In the theater, we are aware we’re watching a play, and poetry like that of the original becomes its own artificial world, and the heightened atmosphere creates a powerful response that draws you in. At the movies, in drama, we look up to see an imitation of life, and as Perry’s characters slip out of dialogue to monologue, from everyday speech to heightened poetic language, from his words to Shange’s, you are distracted by the artificial nature of the material, and all you can think is Who talks like that? A poetic monologue about rape delivered in a single spotlight on-stage, live, is moving; in Perry’s film, a character delivering a poetic monologue about rape — with a policeman in the room with her, right after we’ve seen the event — is disconnected, distracting, distancing.
Perry’s profited greatly from his films, and prides himself as an honest Christian showman outsider who doesn’t need the Hollywood or media establishment — “For Colored Girls” marks the first time in five years that Perry’s screened one of his films for critics in advance of its release. Now, of course, with classic and emotionally intense material at hand, it’s not so much that this film has seen respectability thrust upon Perry but, rather, that his aspirations to respectability are being thrust upon us. Worse, he simply cannot direct. I have seen episodes of “The Good Wife” with better cinematography, production values, staging and editing than “For Colored Girls,” and his inability to shape a dramatic moment — or make it even vaguely visually appealing — leaves his talented cast adrift in formless, ugly scenes.
Newton, Rose and Elise are excellent actresses — you can tell because they turn Perry’s mutant variation on the original play into something even remotely watchable. But when Thompson goes down a back alley to get an off-the-books abortion, she goes past two sets of gamblers, a lunatic and a pit bull. When Elise’s veteran husband (Michael Ealy, all fever sweat and rolling eyes) snaps, he commits not one but two murders. It is not enough that Jackson’s husband be cheating on her; he must be “on the down-low,” secretly gay, and that must be extrapolated to its hateful conclusion by the finale. These things happen in life, to be sure, but they do not happen all at once.
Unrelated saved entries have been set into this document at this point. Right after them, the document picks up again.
//! Application state shared across handlers

use std::sync::Arc;

use axum::extract::FromRef;

use crate::auth::{AuthService, CookieConfig, PasswordHasher, TokenIssuer};
use crate::config::Config;
use crate::services::AccountService;
use crate::store::{TokenLedger, UserStore};

/// Shared application state
#[derive(Clone)]
pub struct AppState {
    pub auth_service: Arc<AuthService>,
    pub account_service: Arc<AccountService>,
    pub cookie_config: CookieConfig,
}

impl AppState {
    pub fn new(
        auth_service: Arc<AuthService>,
        account_service: Arc<AccountService>,
        cookie_config: CookieConfig,
    ) -> Self {
        Self {
            auth_service,
            account_service,
            cookie_config,
        }
    }

    /// Wire services over the given stores using runtime configuration
    pub fn from_config(
        config: &Config,
        users: Arc<dyn UserStore>,
        ledger: Arc<dyn TokenLedger>,
    ) -> Self {
        let auth_service = AuthService::new(
            users.clone(),
            ledger,
            TokenIssuer::new(&config.jwt_secret, config.jwt_expires_in_seconds),
            PasswordHasher::new(config.bcrypt_cost),
            config.starting_balance,
        );

        Self::new(
            Arc::new(auth_service),
            Arc::new(AccountService::new(users)),
            CookieConfig::new(
                config.environment.is_production(),
                config.jwt_expires_in_seconds,
            ),
        )
    }
}

// Lets the session extractor reach the verifier without the whole state
impl FromRef<AppState> for Arc<AuthService> {
    fn from_ref(app_state: &AppState) -> Self {
        app_state.auth_service.clone()
    }
}
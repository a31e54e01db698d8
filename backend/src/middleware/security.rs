//! Security headers middleware

use axum::{
    extract::Request,
    http::{header, HeaderMap, HeaderName, HeaderValue},
    middleware::Next,
    response::Response,
};

/// Headers attached to every response
const SECURITY_HEADERS: [(HeaderName, &str); 5] = [
    (header::X_CONTENT_TYPE_OPTIONS, "nosniff"),
    (header::X_FRAME_OPTIONS, "DENY"),
    (header::REFERRER_POLICY, "strict-origin-when-cross-origin"),
    (
        header::CONTENT_SECURITY_POLICY,
        "default-src 'none'; frame-ancestors 'none'",
    ),
    // Balances and session answers must not linger in shared caches
    (header::CACHE_CONTROL, "no-store"),
];

fn apply_security_headers(headers: &mut HeaderMap) {
    for (name, value) in SECURITY_HEADERS {
        headers.insert(name, HeaderValue::from_static(value));
    }
}

/// Middleware for adding security headers
pub async fn security_headers(request: Request, next: Next) -> Response {
    let mut response = next.run(request).await;
    apply_security_headers(response.headers_mut());
    response
}

/// Middleware for adding HSTS header (production deployments behind TLS)
pub async fn hsts_header(request: Request, next: Next) -> Response {
    let mut response = next.run(request).await;

    response.headers_mut().insert(
        header::STRICT_TRANSPORT_SECURITY,
        HeaderValue::from_static("max-age=31536000; includeSubDomains"),
    );

    response
}
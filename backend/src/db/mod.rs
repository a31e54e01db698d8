//! PostgreSQL pool and schema for the credential store and token ledger
//!
//! Every store call is a single short statement, and password hashing runs on
//! the blocking pool without holding a connection. The pool is therefore sized
//! for the request rate, not for bcrypt latency. One connection is kept warm
//! because each protected request performs a ledger lookup.

use sqlx::migrate::MigrateError;
use sqlx::postgres::{PgPool, PgPoolOptions};
use std::time::Duration;

use crate::config::Config;

/// Database setup error
#[derive(Debug, thiserror::Error)]
pub enum DbError {
    #[error("Failed to connect to database: {0}")]
    Connect(#[source] sqlx::Error),

    #[error("Failed to run migrations: {0}")]
    Migrate(#[from] MigrateError),
}

/// Pool tuning derived from configuration
#[derive(Debug, Clone, Copy, PartialEq, Eq)]
pub struct PoolSettings {
    pub max_connections: u32,
    pub min_connections: u32,
    /// How long a request waits for a connection before the store reports
    /// itself unavailable
    pub acquire_timeout: Duration,
    pub idle_timeout: Duration,
    pub max_lifetime: Duration,
}

impl PoolSettings {
    pub fn from_config(config: &Config) -> Self {
        Self {
            max_connections: config.db_max_connections,
            min_connections: 1.min(config.db_max_connections),
            acquire_timeout: Duration::from_secs(3),
            idle_timeout: Duration::from_secs(600),
            max_lifetime: Duration::from_secs(30 * 60),
        }
    }

    fn options(&self) -> PgPoolOptions {
        PgPoolOptions::new()
            .max_connections(self.max_connections)
            .min_connections(self.min_connections)
            .acquire_timeout(self.acquire_timeout)
            .idle_timeout(self.idle_timeout)
            .max_lifetime(self.max_lifetime)
    }
}

/// Open the pool used by the Postgres store adapters
pub async fn create_pool(config: &Config) -> Result<PgPool, DbError> {
    let settings = PoolSettings::from_config(config);
    tracing::info!(
        url = %config.database_url_masked(),
        max_connections = settings.max_connections,
        "Connecting to database"
    );

    let pool = settings
        .options()
        .connect(&config.database_url)
        .await
        .map_err(DbError::Connect)?;

    tracing::info!("Database pool ready");
    Ok(pool)
}

/// Apply the embedded migrations that create `users` and `user_tokens`
pub async fn run_migrations(pool: &PgPool) -> Result<(), DbError> {
    sqlx::migrate!("./migrations").run(pool).await?;
    tracing::info!("Database schema up to date");
    Ok(())
}
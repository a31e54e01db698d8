//! Authentication HTTP handlers
//!
//! Endpoints for username/password registration, login and logout.

use axum::{
    extract::{rejection::JsonRejection, State},
    http::StatusCode,
    Json,
};
use axum_extra::extract::cookie::CookieJar;

use super::AuthenticatedUser;
use crate::auth::{removal_cookie, session_token};
use crate::error::ApiError;
use crate::models::{
    LoginRequest, LoginResponse, MessageResponse, RegisterRequest, RegisterResponse,
};
use crate::state::AppState;

/// Unwrap a JSON body, answering malformed input with a validation error
fn json_body<T>(payload: Result<Json<T>, JsonRejection>) -> Result<T, ApiError> {
    match payload {
        Ok(Json(body)) => Ok(body),
        Err(rejection) => {
            tracing::debug!(error = %rejection.body_text(), "Rejected request body");
            Err(ApiError::ValidationError("Invalid request body".to_string()))
        }
    }
}

/// POST /api/auth/register - Create a customer account
pub async fn register(
    State(state): State<AppState>,
    payload: Result<Json<RegisterRequest>, JsonRejection>,
) -> Result<(StatusCode, Json<RegisterResponse>), ApiError> {
    let req = json_body(payload)?;
    let user_id = state.auth_service.register(req).await?;

    Ok((
        StatusCode::CREATED,
        Json(RegisterResponse {
            success: true,
            message: "User registered successfully".to_string(),
            user_id,
        }),
    ))
}

/// POST /api/auth/login - Verify credentials and start a session
pub async fn login(
    State(state): State<AppState>,
    jar: CookieJar,
    payload: Result<Json<LoginRequest>, JsonRejection>,
) -> Result<(CookieJar, Json<LoginResponse>), ApiError> {
    let req = json_body(payload)?;
    let outcome = state.auth_service.login(req).await?;

    let jar = jar.add(state.cookie_config.session_cookie(outcome.token));

    Ok((
        jar,
        Json(LoginResponse {
            success: true,
            message: "Login successful".to_string(),
            username: outcome.username,
            role: outcome.role,
        }),
    ))
}

/// POST /api/auth/logout - Revoke every session of the caller
///
/// Always succeeds; the cookie is cleared even when there was nothing to revoke.
pub async fn logout(
    State(state): State<AppState>,
    jar: CookieJar,
) -> (CookieJar, Json<MessageResponse>) {
    let token = session_token(&jar);
    state.auth_service.logout(token.as_deref()).await;

    (
        jar.add(removal_cookie()),
        Json(MessageResponse::ok("Logout successful")),
    )
}

/// POST /api/auth/logout-session - Revoke only the current session
pub async fn logout_session(
    State(state): State<AppState>,
    user: AuthenticatedUser,
    jar: CookieJar,
) -> Result<(CookieJar, Json<MessageResponse>), ApiError> {
    let token = session_token(&jar)
        .ok_or_else(|| ApiError::Unauthorized("No token provided".to_string()))?;

    let revoked = state.auth_service.logout_session(&token).await?;
    tracing::debug!(username = %user.username, revoked, "Session logout");

    Ok((
        jar.add(removal_cookie()),
        Json(MessageResponse::ok("Session logged out")),
    ))
}
//! Account routes

use axum::{routing::get, Router};

use crate::handlers::{account, method_not_allowed};
use crate::state::AppState;

/// Create account routes; every route here requires a session
pub fn account_routes() -> Router<AppState> {
    Router::new().route(
        "/api/account/balance",
        get(account::get_balance).fallback(method_not_allowed),
    )
}
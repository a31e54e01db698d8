//! JWT token generation and validation
//!
//! Session tokens are HS256 JWTs carrying the username, role and a unique
//! token id so two logins in the same second still yield distinct tokens. Decoding
//! never fails with an error: callers get a [`TokenStatus`] to match on.

use chrono::{Duration, Utc};
use jsonwebtoken::{
    decode, encode, errors::ErrorKind, Algorithm, DecodingKey, EncodingKey, Header, Validation,
};
use serde::{Deserialize, Serialize};
use thiserror::Error;
use uuid::Uuid;

use crate::models::UserRole;

/// JWT-related errors
#[derive(Error, Debug)]
pub enum JwtError {
    #[error("Token encoding failed: {0}")]
    EncodingFailed(String),
}

/// JWT claims for session tokens
#[derive(Debug, Serialize, Deserialize, Clone, PartialEq, Eq)]
pub struct Claims {
    /// Subject (username)
    pub sub: String,
    /// User role
    pub role: String,
    /// Issued at (Unix timestamp)
    pub iat: i64,
    /// Expiration (Unix timestamp)
    pub exp: i64,
    /// JWT ID
    pub jti: String,
}

/// Outcome of checking a token's signature and expiry
#[derive(Debug, Clone, PartialEq, Eq)]
pub enum TokenStatus {
    Valid(Claims),
    Expired,
    Invalid,
}

/// Signs and checks session tokens with a process-wide secret
#[derive(Clone)]
pub struct TokenIssuer {
    encoding_key: EncodingKey,
    decoding_key: DecodingKey,
    ttl: Duration,
}

impl TokenIssuer {
    /// Create an issuer
    ///
    /// # Arguments
    /// * `secret` - JWT signing secret
    /// * `ttl_seconds` - Token time-to-live in seconds
    pub fn new(secret: &str, ttl_seconds: i64) -> Self {
        Self {
            encoding_key: EncodingKey::from_secret(secret.as_bytes()),
            decoding_key: DecodingKey::from_secret(secret.as_bytes()),
            ttl: Duration::seconds(ttl_seconds),
        }
    }

    /// Issue a signed token for `subject`
    pub fn issue(&self, subject: &str, role: UserRole) -> Result<String, JwtError> {
        let now = Utc::now();
        let exp = now + self.ttl;

        let claims = Claims {
            sub: subject.to_string(),
            role: role.as_str().to_string(),
            iat: now.timestamp(),
            exp: exp.timestamp(),
            jti: Uuid::new_v4().to_string(),
        };

        encode(&Header::new(Algorithm::HS256), &claims, &self.encoding_key)
            .map_err(|e| JwtError::EncodingFailed(e.to_string()))
    }

    /// Check signature, structure and expiry. Performs no I/O.
    pub fn inspect(&self, token: &str) -> TokenStatus {
        match decode::<Claims>(token, &self.decoding_key, &validation(true)) {
            Ok(data) => TokenStatus::Valid(data.claims),
            Err(e) if matches!(e.kind(), ErrorKind::ExpiredSignature) => TokenStatus::Expired,
            Err(e) => {
                tracing::debug!(error = %e, "Rejected malformed or forged token");
                TokenStatus::Invalid
            }
        }
    }

    /// Decode a correctly signed token even if it has expired
    pub fn decode_ignoring_expiry(&self, token: &str) -> Option<Claims> {
        decode::<Claims>(token, &self.decoding_key, &validation(false))
            .map(|data| data.claims)
            .ok()
    }
}

fn validation(validate_exp: bool) -> Validation {
    let mut validation = Validation::new(Algorithm::HS256);
    validation.validate_exp = validate_exp;
    validation.leeway = 0;
    validation.set_required_spec_claims(&["exp", "sub"]);
    validation
}

#[cfg(test)]
mod tests {
    use super::*;

    const SECRET: &str = "test-secret-key";

    #[test]
    fn test_issue_and_inspect() {
        let issuer = TokenIssuer::new(SECRET, 86_400);
        let token = issuer.issue("alice", UserRole::Customer).unwrap();
        assert!(!token.is_empty());

        match issuer.inspect(&token) {
            TokenStatus::Valid(claims) => {
                assert_eq!(claims.sub, "alice");
                assert_eq!(claims.role, "customer");
                assert_eq!(claims.exp - claims.iat, 86_400);
            }
            other => panic!("expected valid token, got {:?}", other),
        }
    }

    #[test]
    fn test_tokens_are_unique_per_issue() {
        let issuer = TokenIssuer::new(SECRET, 900);
        let first = issuer.issue("alice", UserRole::Customer).unwrap();
        let second = issuer.issue("alice", UserRole::Customer).unwrap();
        assert_ne!(first, second);
    }

    #[test]
    fn test_expired_token() {
        let issuer = TokenIssuer::new(SECRET, -60);
        let token = issuer.issue("alice", UserRole::Customer).unwrap();
        assert_eq!(issuer.inspect(&token), TokenStatus::Expired);

        let claims = issuer.decode_ignoring_expiry(&token).unwrap();
        assert_eq!(claims.sub, "alice");
    }

    #[test]
    fn test_invalid_token() {
        let issuer = TokenIssuer::new(SECRET, 900);
        assert_eq!(issuer.inspect("invalid.token.here"), TokenStatus::Invalid);
        assert_eq!(issuer.inspect(""), TokenStatus::Invalid);
        assert!(issuer.decode_ignoring_expiry("invalid.token.here").is_none());
    }

    #[test]
    fn test_wrong_secret() {
        let token = TokenIssuer::new("secret1", 900)
            .issue("alice", UserRole::Admin)
            .unwrap();
        let other = TokenIssuer::new("secret2", 900);
        assert_eq!(other.inspect(&token), TokenStatus::Invalid);
        assert!(other.decode_ignoring_expiry(&token).is_none());
    }

    #[test]
    fn test_expired_token_with_wrong_secret_is_invalid() {
        let token = TokenIssuer::new("secret1", -60)
            .issue("alice", UserRole::Customer)
            .unwrap();
        assert_eq!(
            TokenIssuer::new("secret2", 900).inspect(&token),
            TokenStatus::Invalid
        );
    }
}
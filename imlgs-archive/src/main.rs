//! Command-line interface for the IMLGS archiver.

use std::path::{Path, PathBuf};
use std::process::ExitCode;

use clap::{Parser, Subcommand};
use tracing::warn;
use tracing_subscriber::EnvFilter;

use imlgs_archive::api::{ImlgsClient, ImlgsConfig};
use imlgs_archive::archive::{ArchiveError, BatchLoader, DEFAULT_BATCH_SIZE, RecordArchive};
use imlgs_archive::catalog::IdentifierCatalog;
use imlgs_archive::domain::Imlgs;
use imlgs_archive::table::import_sql;

#[derive(Parser)]
#[command(
    name = "imlgs-archive",
    about = "Archive, normalize and export IMLGS sample records",
    version
)]
struct Cli {
    /// Directory holding the record cache and identifier snapshot
    #[arg(long, default_value = "data", global = true)]
    archive_root: PathBuf,

    /// Override the API base URL
    #[arg(long, global = true)]
    base_url: Option<String>,

    #[command(subcommand)]
    command: Command,
}

#[derive(Subcommand)]
enum Command {
    /// Load the identifier list, persisting a snapshot if needed
    Identifiers {
        /// Re-walk the listing even if a snapshot exists
        #[arg(long)]
        reload: bool,
    },
    /// Fetch and cache detail records
    Fetch {
        /// Stop after this many identifiers
        #[arg(long)]
        limit: Option<usize>,
        /// In-flight fetches per batch
        #[arg(long, default_value_t = DEFAULT_BATCH_SIZE)]
        batch_size: usize,
    },
    /// Export every record as newline-delimited JSON
    Export {
        /// Destination file
        #[arg(default_value = "imlgs_records.jsonl")]
        output: PathBuf,
    },
    /// Print the columnar import statement for a CSV export
    Table {
        /// Path of the CSV export
        csv_source: PathBuf,
    },
}

#[tokio::main]
async fn main() -> ExitCode {
    tracing_subscriber::fmt()
        .with_env_filter(
            EnvFilter::try_from_default_env().unwrap_or_else(|_| EnvFilter::new("info")),
        )
        .init();

    let cli = Cli::parse();
    match run(cli).await {
        Ok(0) => ExitCode::SUCCESS,
        Ok(failures) => {
            eprintln!("{failures} identifiers failed");
            ExitCode::FAILURE
        }
        Err(e) => {
            eprintln!("error: {e}");
            ExitCode::FAILURE
        }
    }
}

/// Run one subcommand, returning the number of failed identifiers.
async fn run(cli: Cli) -> Result<usize, Box<dyn std::error::Error>> {
    let Cli {
        archive_root,
        base_url,
        command,
    } = cli;

    match command {
        Command::Table { csv_source } => {
            println!("{}", import_sql(&csv_source.to_string_lossy()));
            Ok(0)
        }
        Command::Identifiers { reload } => {
            let (archive, mut catalog) = build(&archive_root, base_url.as_deref())?;
            catalog.load(archive.client(), reload).await?;
            println!("{} identifiers", catalog.len());
            Ok(0)
        }
        Command::Fetch { limit, batch_size } => {
            let (archive, mut catalog) = build(&archive_root, base_url.as_deref())?;
            let report = BatchLoader::new(&archive, &mut catalog)
                .with_batch_size(batch_size)
                .load_all(limit)
                .await?;
            println!("{} records loaded", report.loaded);
            report_failures(&report.failed);
            Ok(report.failed.len())
        }
        Command::Export { output } => {
            let (archive, mut catalog) = build(&archive_root, base_url.as_deref())?;
            let report = BatchLoader::new(&archive, &mut catalog)
                .export_all(&output)
                .await?;
            println!("{} records written to {}", report.written, output.display());
            report_failures(&report.failed);
            Ok(report.failed.len())
        }
    }
}

fn build(
    archive_root: &Path,
    base_url: Option<&str>,
) -> Result<(RecordArchive, IdentifierCatalog), Box<dyn std::error::Error>> {
    let mut config = ImlgsConfig::new();
    if let Some(url) = base_url {
        config = config.with_base_url(url);
    }
    let client = ImlgsClient::new(config)?;
    let archive = RecordArchive::new(client, archive_root);
    let catalog = IdentifierCatalog::new(archive_root);
    Ok((archive, catalog))
}

fn report_failures(failed: &[(Imlgs, ArchiveError)]) {
    for (id, error) in failed {
        warn!(id = %id, error = %error, "failed");
    }
}
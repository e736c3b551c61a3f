//! Remote API error types.

/// Errors from the IMLGS HTTP client.
///
/// Any of these means the remote service was unavailable or unusable
/// for the request; none of them implies anything about the local
/// cache.
#[derive(Debug, thiserror::Error)]
pub enum ApiError {
    /// Transport-level failure (connect, timeout).
    #[error("HTTP error: {0}")]
    Http(#[from] reqwest::Error),

    /// Non-2xx response from the service.
    #[error("API error {status}: {message}")]
    Api { status: u16, message: String },

    /// Response body was not the expected JSON.
    #[error("JSON parse error: {message}")]
    Json { message: String },
}
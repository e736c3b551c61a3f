//! Catalog identifier type.

use std::fmt;

use serde::{Deserialize, Serialize};

/// Error returned when parsing an invalid IMLGS identifier.
#[derive(Debug, Clone, PartialEq, Eq, thiserror::Error)]
#[error("invalid IMLGS identifier: {reason}")]
pub struct InvalidImlgs {
    reason: &'static str,
}

/// An IMLGS catalog identifier.
///
/// Identifiers are opaque keys assigned by the catalog service, e.g.
/// `imlgs2455970`. They double as cache filename stems, so this type
/// guarantees ASCII-alphanumeric content by construction.
///
/// # Examples
///
/// ```
/// use imlgs_archive::domain::Imlgs;
///
/// let id = Imlgs::parse("imlgs2455970").unwrap();
/// assert_eq!(id.as_str(), "imlgs2455970");
/// assert_eq!(id.bucket(), "imlgs245");
///
/// assert!(Imlgs::parse("").is_err());
/// assert!(Imlgs::parse("../escape").is_err());
/// ```
#[derive(Clone, PartialEq, Eq, Hash, Serialize, Deserialize)]
#[serde(try_from = "String", into = "String")]
pub struct Imlgs(String);

impl Imlgs {
    /// Parse an identifier from a string.
    ///
    /// The input must be non-empty ASCII alphanumeric.
    pub fn parse(s: &str) -> Result<Self, InvalidImlgs> {
        if s.is_empty() {
            return Err(InvalidImlgs {
                reason: "must not be empty",
            });
        }

        if !s.bytes().all(|b| b.is_ascii_alphanumeric()) {
            return Err(InvalidImlgs {
                reason: "must be ASCII alphanumeric",
            });
        }

        Ok(Imlgs(s.to_string()))
    }

    /// Returns the identifier as a string slice.
    pub fn as_str(&self) -> &str {
        &self.0
    }

    /// Cache bucket stem: the first 8 characters of the identifier,
    /// or the whole identifier when shorter.
    pub fn bucket(&self) -> &str {
        &self.0[..self.0.len().min(8)]
    }
}

impl TryFrom<String> for Imlgs {
    type Error = InvalidImlgs;

    fn try_from(value: String) -> Result<Self, Self::Error> {
        Imlgs::parse(&value)
    }
}

impl From<Imlgs> for String {
    fn from(id: Imlgs) -> Self {
        id.0
    }
}

impl fmt::Debug for Imlgs {
    fn fmt(&self, f: &mut fmt::Formatter<'_>) -> fmt::Result {
        write!(f, "Imlgs({})", self.0)
    }
}

impl fmt::Display for Imlgs {
    fn fmt(&self, f: &mut fmt::Formatter<'_>) -> fmt::Result {
        f.write_str(&self.0)
    }
}
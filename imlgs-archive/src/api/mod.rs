//! IMLGS geosamples API client.
//!
//! The service exposes a paginated summary listing (identifier
//! discovery) and a per-identifier detail endpoint. Every request
//! carries a fixed user-agent and `Accept: application/json`.

mod client;
mod error;
mod types;

pub use client::{ImlgsClient, ImlgsConfig};
pub use error::ApiError;
pub use types::{SummaryItem, SummaryPage};
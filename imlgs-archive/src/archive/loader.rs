//! Bulk record materialization and export.
//!
//! Fetching runs in fixed-size batches with a hard barrier between
//! them: no request of batch N+1 starts before every request of batch
//! N has finished, which bounds peak concurrency and in-flight
//! response bodies. Export is strictly sequential so the output order
//! always matches catalog order and at most one record is materialized
//! at a time.

use std::io::Write;
use std::path::Path;

use futures::future::join_all;
use tracing::{info, warn};

use crate::catalog::IdentifierCatalog;
use crate::domain::Imlgs;

use super::{ArchiveError, RecordArchive};

/// Number of in-flight fetches per batch.
pub const DEFAULT_BATCH_SIZE: usize = 50;

/// Export progress is logged every this many records.
const EXPORT_LOG_EVERY: usize = 1000;

/// Outcome of a bulk fetch.
#[derive(Debug, Default)]
pub struct FetchReport {
    /// Records materialized, cache hits included.
    pub loaded: usize,
    /// Identifiers that could not be materialized.
    pub failed: Vec<(Imlgs, ArchiveError)>,
}

/// Outcome of an export run.
#[derive(Debug, Default)]
pub struct ExportReport {
    /// Lines written.
    pub written: usize,
    /// Identifiers skipped because their record was unavailable.
    pub failed: Vec<(Imlgs, ArchiveError)>,
}

/// Drives the archive over the identifier catalog.
pub struct BatchLoader<'a> {
    archive: &'a RecordArchive,
    catalog: &'a mut IdentifierCatalog,
    batch_size: usize,
}

impl<'a> BatchLoader<'a> {
    /// Create a loader over `archive` enumerating `catalog`.
    pub fn new(archive: &'a RecordArchive, catalog: &'a mut IdentifierCatalog) -> Self {
        Self {
            archive,
            catalog,
            batch_size: DEFAULT_BATCH_SIZE,
        }
    }

    /// Set the number of in-flight fetches per batch.
    pub fn with_batch_size(mut self, n: usize) -> Self {
        self.batch_size = n.max(1);
        self
    }

    /// Materialize up to `limit` records into the cache.
    ///
    /// Loads the catalog first if needed. Per-identifier failures are
    /// recorded in the report and do not abort the remaining batches.
    pub async fn load_all(&mut self, limit: Option<usize>) -> Result<FetchReport, ArchiveError> {
        self.catalog.load(self.archive.client(), false).await?;
        let ids = self.catalog.ids();
        let ids = &ids[..limit.unwrap_or(ids.len()).min(ids.len())];

        let mut report = FetchReport::default();
        let total_batches = ids.len().div_ceil(self.batch_size);
        for (n, batch) in ids.chunks(self.batch_size).enumerate() {
            info!(batch = n + 1, total_batches, size = batch.len(), "waiting for batch");
            let archive = self.archive;
            let fetches: Vec<_> = batch
                .iter()
                .map(|id| async move { (id, archive.get_record(id).await) })
                .collect();

            for (id, result) in join_all(fetches).await {
                match result {
                    Ok(_) => report.loaded += 1,
                    Err(e) => {
                        warn!(id = %id, error = %e, "fetch failed");
                        report.failed.push((id.clone(), e));
                    }
                }
            }
        }

        info!(loaded = report.loaded, failed = report.failed.len(), "done");
        Ok(report)
    }

    /// Write every record as one JSON document per line, in catalog
    /// order.
    ///
    /// Loads the catalog first if needed. Records that cannot be
    /// materialized are skipped and recorded in the report.
    pub async fn export_all(&mut self, dest: &Path) -> Result<ExportReport, ArchiveError> {
        self.catalog.load(self.archive.client(), false).await?;
        let ids = self.catalog.ids();

        let file = std::fs::File::create(dest).map_err(|e| ArchiveError::Export {
            message: format!("failed to create {}: {e}", dest.display()),
        })?;
        let mut out = std::io::BufWriter::new(file);

        let mut report = ExportReport::default();
        let total = ids.len();
        for (n, id) in ids.iter().enumerate() {
            if n % EXPORT_LOG_EVERY == 0 {
                info!(n, total, "exporting");
            }

            let record = match self.archive.get_record(id).await {
                Ok(record) => record,
                Err(e) => {
                    warn!(id = %id, error = %e, "skipping record");
                    report.failed.push((id.clone(), e));
                    continue;
                }
            };

            let line = serde_json::to_string(&record).map_err(|e| ArchiveError::Export {
                message: format!("failed to serialize {id}: {e}"),
            })?;
            writeln!(out, "{line}").map_err(|e| ArchiveError::Export {
                message: format!("failed to write {}: {e}", dest.display()),
            })?;
            report.written += 1;
        }

        out.flush().map_err(|e| ArchiveError::Export {
            message: format!("failed to write {}: {e}", dest.display()),
        })?;
        info!(written = report.written, failed = report.failed.len(), "export done");
        Ok(report)
    }
}
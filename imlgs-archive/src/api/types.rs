//! Remote API response DTOs.

use serde::Deserialize;

/// One row of the paginated summary listing.
///
/// Only the identifier is used here; the remaining summary fields are
/// ignored. Rows without an identifier are skipped by the catalog.
#[derive(Debug, Clone, Deserialize)]
pub struct SummaryItem {
    #[serde(default)]
    pub imlgs: Option<String>,
}

/// A page of the summary listing.
#[derive(Debug, Clone, Deserialize)]
pub struct SummaryPage {
    /// Page number as reported by the server.
    pub page: u32,
    /// Total page count for the current page size.
    pub total_pages: u32,
    #[serde(default)]
    pub items: Vec<SummaryItem>,
}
“For Colored Girls” is not drama. It is not even melodrama. It’s misery tourism, a glass-bottom boat trip through a sewer of exploited and artificially constructed tragedies so the audience can feel better about not being down there with the poor unfortunates on-screen. I’ve heard many people say Perry’s films are “not for movie critics,” as if reviewers were some alien species instead of lucky, informed, passionate human beings. But peel back the fog of hysterical emotional blackmail “For Colored Girls” throws up, and it clearly isn’t for movie critics, or for movie audiences; it’s for Tyler Perry and his ambitions. I used to think there was nothing worse in modern moviemaking than Perry’s unfunny, incompetent stooping for profit. It turns out that when he boldly and blatantly panders for prestige, he reaches even newer lows.